Avanços notáveis, no entanto, foram feitos na segmentação de dados 3D gerados por métodos de microscopia eletrônica de volume, com o desafio não de apenas aprender o que é sinal, mas distinguir diferentes tipos de sinais. Esses métodos são particularmente importantes em estudos de conectômica, que buscam gerar mapas de ‘fiação’ neuronal do cérebro.

Aqui, a precisão é de extrema importância. Jan Funke ressalta que um único erro por micrômetro de fibra neural ou por comprimento de axônio pode tornar todo o esforço inútil. No entanto, o volume de dados é tão grande que os algoritmos precisam ser eficientes para concluir a reconstrução em um prazo razoável. Neste contexto, algoritmos baseados em U-Net, como os aplicados pelo Consórcio FlyWire, demonstraram ser extremamente precisos, alcançando uma precisão de 99,2% em comparação com avaliadores humanos na reconstrução da fiação cerebral de uma mosca adulta.

Apesar do amadurecimento dos algoritmos de segmentação para conectômica, o desafio reconhecido por especialistas da biologia agora é também descobrir como fazer a revisão dessa segmentação.

O futuro da biologia com a segmentação celular

A segmentação celular coloca desafios e oportunidades em igual medida para a biologia. Uma questão premente é a interoperabilidade entre diferentes plataformas de imagem. Um algoritmo treinado para amostras rotuladas com hematoxilina e eosina, comumente usadas em histologia, pode não ser eficaz em imagens de microscopia confocal, por exemplo. Da mesma forma, os métodos projetados para segmentação em microscopia eletrônica geralmente são incompatíveis com dados de microscopia de luz, devido às diferenças nas escalas, técnicas de coloração e protocolos de tratamento.

Bo Wang, especialista em inteligência artificial da Universidade de Toronto, ressalta a necessidade de modelos de fundação versáteis que possam generalizar entre formatos de dados de imagem distintos. Essa visão foi o cerne de um desafio de dados na Conferência NeurIPS do ano passado, destinado a testar a capacidade de diversos grupos em desenvolver soluções inovadoras.

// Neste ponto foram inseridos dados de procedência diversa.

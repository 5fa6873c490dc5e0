//! Multi-join read queries.

use crate::error::AppError;
use crate::handlers::procedures::parse_int_id;
use crate::response::ok;
use crate::service::QueryService;
use crate::state::AppState;
use axum::{
    extract::{Path, State},
    response::IntoResponse,
};

pub async fn enemies_with_details(State(state): State<AppState>) -> Result<impl IntoResponse, AppError> {
    Ok(ok(QueryService::enemies_with_details(&state.pool).await?))
}

pub async fn bosses_with_details(State(state): State<AppState>) -> Result<impl IntoResponse, AppError> {
    Ok(ok(QueryService::bosses_with_details(&state.pool).await?))
}

pub async fn playable_characters_with_chapters(
    State(state): State<AppState>,
) -> Result<impl IntoResponse, AppError> {
    Ok(ok(QueryService::playable_characters_with_chapters(&state.pool).await?))
}

pub async fn blocks_with_items_and_locations(State(state): State<AppState>) -> Result<impl IntoResponse, AppError> {
    Ok(ok(QueryService::blocks_with_items_and_locations(&state.pool).await?))
}

pub async fn side_quests_full_details(State(state): State<AppState>) -> Result<impl IntoResponse, AppError> {
    Ok(ok(QueryService::side_quests_full_details(&state.pool).await?))
}

pub async fn locations_with_everything(State(state): State<AppState>) -> Result<impl IntoResponse, AppError> {
    Ok(ok(QueryService::locations_with_everything(&state.pool).await?))
}

pub async fn chapter_summary(
    State(state): State<AppState>,
    Path(chapter_id): Path<String>,
) -> Result<impl IntoResponse, AppError> {
    let chapter_id = parse_int_id(&chapter_id)?;
    Ok(ok(QueryService::chapter_summary(&state.pool, chapter_id).await?))
}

Olhando além do consagrado U-Net, é provável que esses novos modelos exijam arquiteturas computacionais mais avançadas, como os transformers. Esses algoritmos, já fundamentais em grandes modelos de linguagem e na previsão de estruturas proteicas como o AlphaFold, demonstraram ser superiores em identificar padrões sutis, mas cruciais nos dados. A equipe de Van Valen já está explorando essa fronteira com o desenvolvimento do algoritmo CellSAM, sinalizando um otimismo de que as soluções de primeira geração surgirão nos próximos anos.

Além da segmentação, os pesquisadores estão direcionando suas ferramentas para aplicações mais sofisticadas. Funke, por exemplo, está utilizando insights derivados da segmentação para classificar características funcionais de neurônios com base em sua morfologia. De maneira similar, a equipe de Horvath colaborou em um método chamado proteômica visual profunda, que utiliza algoritmos de aprendizado profundo para analisar amostras de tecido com precisão, abrindo caminhos promissores para o perfil molecular de patologias como o câncer e a identificação de tratamentos apropriados.

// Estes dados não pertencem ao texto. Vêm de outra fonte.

//! Apply the catalog to the database: DDL for schemas, enums, tables, indexes, foreign keys and views.
//! Every statement is idempotent so startup can run it against an existing database.

use crate::config::types::*;
use crate::config::loader::quote_ident as quote;
use crate::config::{default_schema_id, validate, FullConfig};
use crate::error::{AppError, ConfigError};
use crate::service::VIEWS;
use sqlx::PgPool;
use std::collections::HashMap;

/// Advisory lock key held while migrating so concurrent instances do not race on DDL.
const MIGRATION_LOCK_KEY: i64 = 0x666c_6970_7369_6465;

fn literal(s: &str) -> String {
    format!("'{}'", s.replace('\'', "''"))
}

fn missing(kind: &'static str, id: &str) -> ConfigError {
    ConfigError::MissingReference {
        kind,
        id: id.to_string(),
    }
}

/// Build the ordered DDL for a catalog: schemas, enums, tables, indexes, foreign keys, then views.
pub fn migration_statements(config: &FullConfig) -> Result<Vec<String>, ConfigError> {
    validate(config)?;
    let default_sid = default_schema_id(config)?;

    let schemas_by_id: HashMap<_, _> = config.schemas.iter().map(|s| (s.id.as_str(), s)).collect();
    let tables_by_id: HashMap<_, _> = config.tables.iter().map(|t| (t.id.as_str(), t)).collect();
    let columns_by_id: HashMap<_, _> = config.columns.iter().map(|c| (c.id.as_str(), c)).collect();
    let columns_by_table: HashMap<_, Vec<&ColumnConfig>> = config.columns.iter().fold(HashMap::new(), |mut m, c| {
        m.entry(c.table_id.as_str()).or_default().push(c);
        m
    });
    let schema_name = |sid: Option<&str>| schema_of(&schemas_by_id, default_sid, sid);
    let table_full = |t: &TableConfig| -> Result<String, ConfigError> {
        Ok(format!("{}.{}", quote(&schema_name(t.schema_id.as_deref())?), quote(&t.name)))
    };

    let mut enum_types: HashMap<&str, String> = HashMap::new();
    for e in &config.enums {
        let schema = schema_name(e.schema_id.as_deref())?;
        enum_types.insert(e.name.as_str(), format!("{}.{}", quote(&schema), quote(&e.name)));
    }

    let mut out = Vec::new();

    for s in &config.schemas {
        out.push(format!("CREATE SCHEMA IF NOT EXISTS {}", quote(&s.name)));
        if let Some(c) = &s.comment {
            out.push(format!("COMMENT ON SCHEMA {} IS {}", quote(&s.name), literal(c)));
        }
    }

    for e in &config.enums {
        let schema = schema_name(e.schema_id.as_deref())?;
        let values: Vec<String> = e.values.iter().map(|v| literal(v)).collect();
        out.push(format!(
            "DO $$ BEGIN \
             IF NOT EXISTS (SELECT 1 FROM pg_type t JOIN pg_namespace n ON n.oid = t.typnamespace \
             WHERE t.typname = {} AND n.nspname = {}) THEN \
             CREATE TYPE {}.{} AS ENUM ({}); \
             END IF; END $$",
            literal(&e.name),
            literal(&schema),
            quote(&schema),
            quote(&e.name),
            values.join(", ")
        ));
    }

    for t in &config.tables {
        let cols = columns_by_table.get(t.id.as_str()).map(|v| v.as_slice()).unwrap_or(&[]);
        let mut col_defs: Vec<String> = Vec::new();
        for c in cols {
            let typ = type_str(&c.type_, &enum_types);
            let mut def = format!("{} {}", quote(&c.name), typ);
            if !c.nullable {
                def.push_str(" NOT NULL");
            }
            if let Some(ref d) = c.default {
                def.push_str(" DEFAULT ");
                match d {
                    ColumnDefaultConfig::Literal(s) => def.push_str(s),
                    ColumnDefaultConfig::Expression { expression } => def.push_str(expression),
                }
            }
            col_defs.push(def);
        }

        let pk_cols: Vec<String> = t.primary_key.columns().into_iter().map(quote).collect();
        col_defs.push(format!("PRIMARY KEY ({})", pk_cols.join(", ")));
        for u in &t.unique {
            let cols: Vec<String> = u.iter().map(|s| quote(s)).collect();
            col_defs.push(format!("UNIQUE ({})", cols.join(", ")));
        }
        for ch in &t.check {
            col_defs.push(format!("CONSTRAINT {} CHECK ({})", quote(&ch.name), ch.expression));
        }

        out.push(format!(
            "CREATE TABLE IF NOT EXISTS {} (\n  {}\n)",
            table_full(t)?,
            col_defs.join(",\n  ")
        ));
    }

    for idx in &config.indexes {
        let table = tables_by_id
            .get(idx.table_id.as_str())
            .ok_or_else(|| missing("table", &idx.table_id))?;
        let cols: Vec<String> = idx.columns.iter().map(|c| quote(c)).collect();
        out.push(format!(
            "CREATE {}INDEX IF NOT EXISTS {} ON {} ({})",
            if idx.unique { "UNIQUE " } else { "" },
            quote(&idx.name),
            table_full(table)?,
            cols.join(", ")
        ));
    }

    for rel in &config.relationships {
        let from_table = tables_by_id
            .get(rel.from_table_id.as_str())
            .ok_or_else(|| missing("table", &rel.from_table_id))?;
        let to_table = tables_by_id
            .get(rel.to_table_id.as_str())
            .ok_or_else(|| missing("table", &rel.to_table_id))?;
        let from_col = columns_by_id
            .get(rel.from_column_id.as_str())
            .ok_or_else(|| missing("column", &rel.from_column_id))?;
        let to_col = columns_by_id
            .get(rel.to_column_id.as_str())
            .ok_or_else(|| missing("column", &rel.to_column_id))?;
        let on_delete = rel.on_delete.as_deref().unwrap_or("NO ACTION");
        out.push(format!(
            "DO $$ BEGIN \
             IF NOT EXISTS (SELECT 1 FROM pg_constraint WHERE conname = {}) THEN \
             ALTER TABLE {} ADD CONSTRAINT {} FOREIGN KEY ({}) REFERENCES {} ({}) ON DELETE {}; \
             END IF; END $$",
            literal(rel.constraint_name()),
            table_full(from_table)?,
            quote(rel.constraint_name()),
            quote(&from_col.name),
            table_full(to_table)?,
            quote(&to_col.name),
            on_delete
        ));
    }

    for v in VIEWS {
        out.push(v.drop_sql());
        out.push(v.create_sql());
    }

    Ok(out)
}

fn schema_of(
    schemas_by_id: &HashMap<&str, &SchemaConfig>,
    default_sid: &str,
    sid: Option<&str>,
) -> Result<String, ConfigError> {
    let sid = sid.unwrap_or(default_sid);
    schemas_by_id
        .get(sid)
        .map(|s| s.name.clone())
        .ok_or_else(|| missing("schema", sid))
}

fn type_str(ty: &ColumnTypeConfig, enum_types: &HashMap<&str, String>) -> String {
    match ty {
        ColumnTypeConfig::Simple(s) => enum_types
            .get(s.as_str())
            .cloned()
            .unwrap_or_else(|| s.to_uppercase()),
        ColumnTypeConfig::Parameterized { name, params } => {
            let p = params
                .as_ref()
                .map(|v| v.iter().map(|n| n.to_string()).collect::<Vec<_>>().join(", "))
                .unwrap_or_default();
            if p.is_empty() {
                name.to_uppercase()
            } else {
                format!("{}({})", name.to_uppercase(), p)
            }
        }
    }
}

/// Apply the catalog under a session-level advisory lock, all statements on one connection.
pub async fn apply_migrations(pool: &PgPool, config: &FullConfig) -> Result<(), AppError> {
    let statements = migration_statements(config)?;
    let mut conn = pool.acquire().await?;
    sqlx::query("SELECT pg_advisory_lock($1)")
        .bind(MIGRATION_LOCK_KEY)
        .execute(&mut *conn)
        .await?;

    let mut result = Ok(());
    for sql in &statements {
        tracing::debug!(sql = %sql, "migration");
        if let Err(e) = sqlx::query(sql).execute(&mut *conn).await {
            result = Err(AppError::Db(e));
            break;
        }
    }

    sqlx::query("SELECT pg_advisory_unlock($1)")
        .bind(MIGRATION_LOCK_KEY)
        .execute(&mut *conn)
        .await?;
    result?;
    tracing::info!(statements = statements.len(), "migrations applied");
    Ok(())
}

#[cfg(test)]
mod tests {
    use super::*;
    use crate::config::load_embedded;

    fn statements() -> Vec<String> {
        migration_statements(&load_embedded().unwrap()).unwrap()
    }

    #[test]
    fn creates_enums_before_tables_and_views_last() {
        let stmts = statements();
        let first_enum = stmts.iter().position(|s| s.contains("CREATE TYPE")).unwrap();
        let first_table = stmts.iter().position(|s| s.starts_with("CREATE TABLE")).unwrap();
        let first_fk = stmts.iter().position(|s| s.contains("FOREIGN KEY")).unwrap();
        let first_view = stmts.iter().position(|s| s.starts_with("CREATE VIEW")).unwrap();
        assert!(first_enum < first_table);
        assert!(first_table < first_fk);
        assert!(first_fk < first_view);
        assert!(stmts.last().unwrap().starts_with("CREATE VIEW chapter_statistics"));
    }

    #[test]
    fn table_ddl_carries_keys_checks_and_defaults() {
        let stmts = statements();
        let enemies = stmts
            .iter()
            .find(|s| s.starts_with("CREATE TABLE IF NOT EXISTS \"public\".\"enemies\""))
            .unwrap();
        assert!(enemies.contains("\"enemy_id\" SERIAL NOT NULL"));
        assert!(enemies.contains("\"card_score\" INTEGER NOT NULL DEFAULT 0"));
        assert!(enemies.contains("CONSTRAINT \"check_enemy_hp_positive\" CHECK (hp > 0)"));
        assert!(enemies.contains("PRIMARY KEY (\"enemy_id\")"));

        let effects = stmts
            .iter()
            .find(|s| s.contains("\"character_status_effects\" ("))
            .unwrap();
        assert!(effects.contains("PRIMARY KEY (\"character_id\", \"status_id\")"));
        assert!(effects.contains("DEFAULT (NOW() AT TIME ZONE 'utc')"));

        let blocks = stmts.iter().find(|s| s.contains("\"blocks_containers\" (")).unwrap();
        assert!(blocks.contains("\"block_type\" \"public\".\"block_type\" NOT NULL"));
    }

    #[test]
    fn foreign_keys_are_guarded_and_carry_delete_rules() {
        let stmts = statements();
        let fk = stmts
            .iter()
            .find(|s| s.contains("'fk_blocks_containers_contains_item_id'"))
            .unwrap();
        assert!(fk.contains("IF NOT EXISTS (SELECT 1 FROM pg_constraint"));
        assert!(fk.contains("ON DELETE SET NULL"));
        let fk = stmts.iter().find(|s| s.contains("'fk_locations_chapter_id'")).unwrap();
        assert!(fk.contains("ON DELETE CASCADE"));
    }

    #[test]
    fn every_statement_is_rerunnable() {
        for s in statements() {
            assert!(
                s.contains("IF NOT EXISTS")
                    || s.contains("IF EXISTS")
                    || s.starts_with("CREATE VIEW")
                    || s.starts_with("COMMENT ON"),
                "not idempotent: {}",
                s
            );
        }
    }
}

Anna Kreshuk expressa entusiasmo similar, almejando tornar o espaço da morfologia quantitativamente analisável e integrá-lo ao espaço ômico. O espaço ômico refere-se ao estudo integrado de várias ‘ômicas’ – disciplinas da biologia que se concentram no estudo em grande escala de conjuntos de moléculas biológicas. Sendo assim, a afirmação de Kreshuk sinaliza uma era de análise mais profunda para a biologia, onde a morfologia e a genômica, proteômica e transcriptômica podem ser combinadas para uma compreensão mais rica e multifacetada da biologia.